▶ _WHAT IS EXPECTED_
Report every line from the material that contains the word "Success".
*** ENTRIES PROVIDED ***
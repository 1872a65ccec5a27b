// SPDX-License-Identifier: BUSL-1.1
// Copyright (c) 2026 Alfred Jean LLC

//! Commands exchanged with execution agents.
//!
//! A [`CmdQueueItem`] is created when a step is dispatched and comes back
//! through the callback carrying the same `cmd_id`, `job_id` and
//! `node_path`. Those three fields are the whole correlation key.

use crate::job::{JobId, NodeStatus};
use crate::node::NodePath;
use serde::{Deserialize, Serialize};
use std::collections::BTreeMap;

crate::define_id! {
    /// Globally unique identifier of one dispatched command.
    pub struct CmdId("cmd-");
}

/// Lifecycle of a command as reported by the agent transport.
#[derive(Debug, Clone, Copy, PartialEq, Eq, Hash, Serialize, Deserialize)]
#[serde(rename_all = "SCREAMING_SNAKE_CASE")]
pub enum CmdStatus {
    /// Enqueued or handed to the transport
    Sent,
    /// Acknowledged by an agent and executing
    Running,
    Success,
    Failure,
    Timeout,
    /// Killed on the agent side (signal, OOM). Counts as a failure.
    Killed,
}

impl CmdStatus {
    pub fn is_terminal(self) -> bool {
        !matches!(self, CmdStatus::Sent | CmdStatus::Running)
    }

    /// Node status a terminal command status resolves to.
    pub fn node_status(self) -> Option<NodeStatus> {
        match self {
            CmdStatus::Sent | CmdStatus::Running => None,
            CmdStatus::Success => Some(NodeStatus::Success),
            CmdStatus::Failure => Some(NodeStatus::Failure),
            CmdStatus::Timeout => Some(NodeStatus::Timeout),
            CmdStatus::Killed => Some(NodeStatus::Failure),
        }
    }
}

crate::simple_display! {
    CmdStatus {
        Sent => "sent",
        Running => "running",
        Success => "success",
        Failure => "failure",
        Timeout => "timeout",
        Killed => "killed",
    }
}

/// What the agent should execute.
#[derive(Debug, Clone, Default, PartialEq, Eq, Serialize, Deserialize)]
pub struct CmdPayload {
    pub script: String,
    #[serde(default, skip_serializing_if = "BTreeMap::is_empty")]
    pub env: BTreeMap<String, String>,
    /// Deadline for the agent, if the node or an ancestor sets one
    #[serde(default, skip_serializing_if = "Option::is_none")]
    pub timeout_secs: Option<u64>,
}

/// A unit of work in flight between the orchestrator and an agent.
#[derive(Debug, Clone, PartialEq, Eq, Serialize, Deserialize)]
pub struct CmdQueueItem {
    pub cmd_id: CmdId,
    pub job_id: JobId,
    pub node_path: NodePath,
    pub payload: CmdPayload,
    pub status: CmdStatus,
    #[serde(default, skip_serializing_if = "Option::is_none")]
    pub exit_code: Option<i32>,
    /// Opaque pointer to the command's output, owned by the transport
    #[serde(default, skip_serializing_if = "Option::is_none")]
    pub log_ref: Option<String>,
}

impl CmdQueueItem {
    /// A freshly dispatched command with a new `cmd_id`
    pub fn new(job_id: JobId, node_path: NodePath, payload: CmdPayload) -> Self {
        Self {
            cmd_id: CmdId::new(),
            job_id,
            node_path,
            payload,
            status: CmdStatus::Sent,
            exit_code: None,
            log_ref: None,
        }
    }

    /// Copy of this item carrying an agent's report, for use as a callback.
    pub fn reply(&self, status: CmdStatus, exit_code: Option<i32>) -> Self {
        Self { status, exit_code, ..self.clone() }
    }

    pub fn with_log_ref(mut self, log_ref: impl Into<String>) -> Self {
        self.log_ref = Some(log_ref.into());
        self
    }
}

#[cfg(test)]
#[path = "command_tests.rs"]
mod tests;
*** End of ENTRIES PROVIDED ***
▶ _OUTPUT BELOW_
    Success,
            CmdStatus::Success => Some(NodeStatus::Success),
        Success => "success",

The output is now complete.